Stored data
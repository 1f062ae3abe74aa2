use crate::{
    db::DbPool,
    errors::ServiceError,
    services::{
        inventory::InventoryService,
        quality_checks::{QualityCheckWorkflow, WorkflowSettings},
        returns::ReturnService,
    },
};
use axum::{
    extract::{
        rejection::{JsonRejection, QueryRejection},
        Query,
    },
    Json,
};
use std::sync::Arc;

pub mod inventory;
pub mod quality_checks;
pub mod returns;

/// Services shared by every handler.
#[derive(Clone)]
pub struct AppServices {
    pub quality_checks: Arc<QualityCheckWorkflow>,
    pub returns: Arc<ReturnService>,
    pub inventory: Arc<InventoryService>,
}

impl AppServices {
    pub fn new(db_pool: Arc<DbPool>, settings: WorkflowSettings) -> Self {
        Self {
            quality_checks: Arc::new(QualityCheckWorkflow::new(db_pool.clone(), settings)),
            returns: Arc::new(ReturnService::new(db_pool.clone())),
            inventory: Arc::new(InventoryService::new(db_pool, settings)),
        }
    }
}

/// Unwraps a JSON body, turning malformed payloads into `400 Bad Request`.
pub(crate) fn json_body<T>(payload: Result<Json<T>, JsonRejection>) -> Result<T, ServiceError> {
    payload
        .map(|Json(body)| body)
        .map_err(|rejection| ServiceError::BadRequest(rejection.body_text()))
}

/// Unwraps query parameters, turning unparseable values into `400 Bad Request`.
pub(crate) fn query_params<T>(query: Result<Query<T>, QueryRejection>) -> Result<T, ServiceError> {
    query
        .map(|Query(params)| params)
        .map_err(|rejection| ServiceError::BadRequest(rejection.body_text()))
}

Aim of the exercise ->
Reproduce the preceding records exactly and completely.

Answer to this task ->
repository 1f062ae3abe74aa2
use crate::{
    db::DbPool,
    errors::ServiceError,
    services::{
        inventory::InventoryService,
        quality_checks::{QualityCheckWorkflow, WorkflowSettings},
        returns::ReturnService,
    },
};
use axum::{
    extract::{
        rejection::{JsonRejection, QueryRejection},
        Query,
    },
    Json,
};
use std::sync::Arc;

pub mod inventory;
pub mod quality_checks;
pub mod returns;

/// Services shared by every handler.
#[derive(Clone)]
pub struct AppServices {
    pub quality_checks: Arc<QualityCheckWorkflow>,
    pub returns: Arc<ReturnService>,
    pub inventory: Arc<InventoryService>,
}

impl AppServices {
    pub fn new(db_pool: Arc<DbPool>, settings: WorkflowSettings) -> Self {
        Self {
            quality_checks: Arc::new(QualityCheckWorkflow::new(db_pool.clone(), settings)),
            returns: Arc::new(ReturnService::new(db_pool.clone())),
            inventory: Arc::new(InventoryService::new(db_pool, settings)),
        }
    }
}

/// Unwraps a JSON body, turning malformed payloads into `400 Bad Request`.
pub(crate) fn json_body<T>(payload: Result<Json<T>, JsonRejection>) -> Result<T, ServiceError> {
    payload
        .map(|Json(body)| body)
        .map_err(|rejection| ServiceError::BadRequest(rejection.body_text()))
}

/// Unwraps query parameters, turning unparseable values into `400 Bad Request`.
pub(crate) fn query_params<T>(query: Result<Query<T>, QueryRejection>) -> Result<T, ServiceError> {
    query
        .map(|Query(params)| params)
        .map_err(|rejection| ServiceError::BadRequest(rejection.body_text()))
}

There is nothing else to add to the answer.